> **Exercise aim**:
Repeat the entries below exactly. Begin with the first line and end with the line that contains "use std::collections::BTreeMap;".

(Collected data)
────────────────
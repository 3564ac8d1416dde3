//! Editor project descriptor (`project.json`)
//!
//! Describes the project, every buildable target with its build and run tasks,
//! and where the engine and its build script live.

use serde::{Deserialize, Serialize};
use std::collections::BTreeMap;
use std::path::Path;
use tracing::{debug, warn};

use crate::io::write_atomic;
use crate::project::{
    BuildTarget, GenerationManifest, PlatformInfo, ProjectError, ScriptLocator, TargetResolver,
};

/// Version of the descriptor format
pub const PROJECT_FILE_FORMAT_VERSION: &str = "1.0";

/// File name of the descriptor inside the project metadata directory
pub const PROJECT_DESCRIPTOR_FILE: &str = "project.json";

#[derive(Debug, Clone, PartialEq, Eq, Serialize, Deserialize)]
#[serde(rename_all = "PascalCase")]
pub struct ProjectDescriptor {
    pub version: String,
    pub project: ProjectSection,
    pub engine: EngineSection,
}

#[derive(Debug, Clone, PartialEq, Eq, Serialize, Deserialize)]
#[serde(rename_all = "PascalCase")]
pub struct ProjectSection {
    pub name: String,
    pub file: String,
    /// Keyed by the target's full (receipt) name
    pub targets: BTreeMap<String, TargetSection>,
}

#[derive(Debug, Clone, PartialEq, Eq, Serialize, Deserialize)]
#[serde(rename_all = "PascalCase")]
pub struct TargetSection {
    pub name: String,
    pub configuration: String,
    pub platform: String,
    #[serde(rename = "Type")]
    pub target_type: String,
    pub binary: String,
    pub tasks: TaskSection,
}

#[derive(Debug, Clone, PartialEq, Eq, Serialize, Deserialize)]
#[serde(rename_all = "PascalCase")]
pub struct TaskSection {
    pub build: String,
    pub run: String,
}

#[derive(Debug, Clone, PartialEq, Eq, Serialize, Deserialize)]
#[serde(rename_all = "PascalCase")]
pub struct EngineSection {
    pub version: String,
    pub root: String,
    pub scripts: ScriptSection,
}

#[derive(Debug, Clone, PartialEq, Eq, Serialize, Deserialize)]
#[serde(rename_all = "PascalCase")]
pub struct ScriptSection {
    pub build: String,
}

/// Combination of platform, configuration and target left out of the descriptor
#[derive(Debug, Clone, PartialEq, Eq, Serialize)]
pub struct SkippedTarget {
    pub target: String,
    pub platform: String,
    pub configuration: String,
    pub reason: String,
}

impl ProjectDescriptor {
    /// Collect the descriptor for `project_file`
    ///
    /// Targets are visited platform by platform, then configuration, then
    /// target. Combinations the host could not resolve, and targets without an
    /// executable, are skipped and reported.
    pub fn collect(
        manifest: &GenerationManifest,
        project_file: &Path,
        platforms: &[&PlatformInfo],
        scripts: &ScriptLocator,
    ) -> (Self, Vec<SkippedTarget>) {
        let mut targets = BTreeMap::new();
        let mut skipped = Vec::new();

        for platform in platforms {
            for configuration in &manifest.configurations {
                for target in &manifest.targets {
                    let resolved = manifest
                        .resolve(&platform.name, configuration, target)
                        .and_then(|build| {
                            let section = target_section(manifest, build, project_file, scripts)?;
                            Ok((build.full_name(), section))
                        });

                    match resolved {
                        Ok((full_name, section)) => {
                            targets.insert(full_name, section);
                        }
                        Err(e) => {
                            debug!("Skipping target: {}", e);
                            skipped.push(SkippedTarget {
                                target: target.name.clone(),
                                platform: platform.name.clone(),
                                configuration: configuration.clone(),
                                reason: e.to_string(),
                            });
                        }
                    }
                }
            }
        }

        let name = project_file
            .file_stem()
            .map(|stem| stem.to_string_lossy().to_string())
            .unwrap_or_default();

        let descriptor = Self {
            version: PROJECT_FILE_FORMAT_VERSION.to_string(),
            project: ProjectSection {
                name,
                file: project_file.to_string_lossy().to_string(),
                targets,
            },
            engine: EngineSection {
                version: manifest.engine_association.clone(),
                root: manifest.engine_root.to_string_lossy().to_string(),
                scripts: ScriptSection {
                    build: scripts.build_script().to_string_lossy().to_string(),
                },
            },
        };

        (descriptor, skipped)
    }

    /// Render as JSON, indented unless `compact`
    pub fn to_json(&self, compact: bool) -> Result<Vec<u8>, ProjectError> {
        let json = if compact {
            serde_json::to_vec(self)?
        } else {
            serde_json::to_vec_pretty(self)?
        };
        Ok(json)
    }

    pub fn write(&self, path: &Path, compact: bool) -> Result<(), ProjectError> {
        let json = self.to_json(compact)?;
        write_atomic(path, &json).map_err(|source| ProjectError::DescriptorWrite {
            path: path.to_path_buf(),
            source,
        })
    }
}

fn target_section(
    manifest: &GenerationManifest,
    build: &BuildTarget,
    default_project_file: &Path,
    scripts: &ScriptLocator,
) -> Result<TargetSection, ProjectError> {
    let binary = build.executable().ok_or_else(|| {
        warn!(target = %build.name, "Target has no executable binary");
        ProjectError::NoExecutable {
            target: build.full_name(),
        }
    })?;
    let project_file = manifest
        .build_project_file(build)
        .unwrap_or(default_project_file);

    Ok(TargetSection {
        name: build.name.clone(),
        configuration: build.configuration.clone(),
        platform: build.platform.clone(),
        target_type: build.target_type.to_string(),
        binary: binary.to_string_lossy().to_string(),
        tasks: TaskSection {
            build: scripts.build_command(build, project_file),
            run: scripts.run_command(build, binary, project_file),
        },
    })
}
────────────────
> **Response area**:
repository 3564ac8d1416dde3
//! Editor project descriptor (`project.json`)
//!
//! Describes the project, every buildable target with its build and run tasks,
//! and where the engine and its build script live.

use serde::{Deserialize, Serialize};
use std::collections::BTreeMap;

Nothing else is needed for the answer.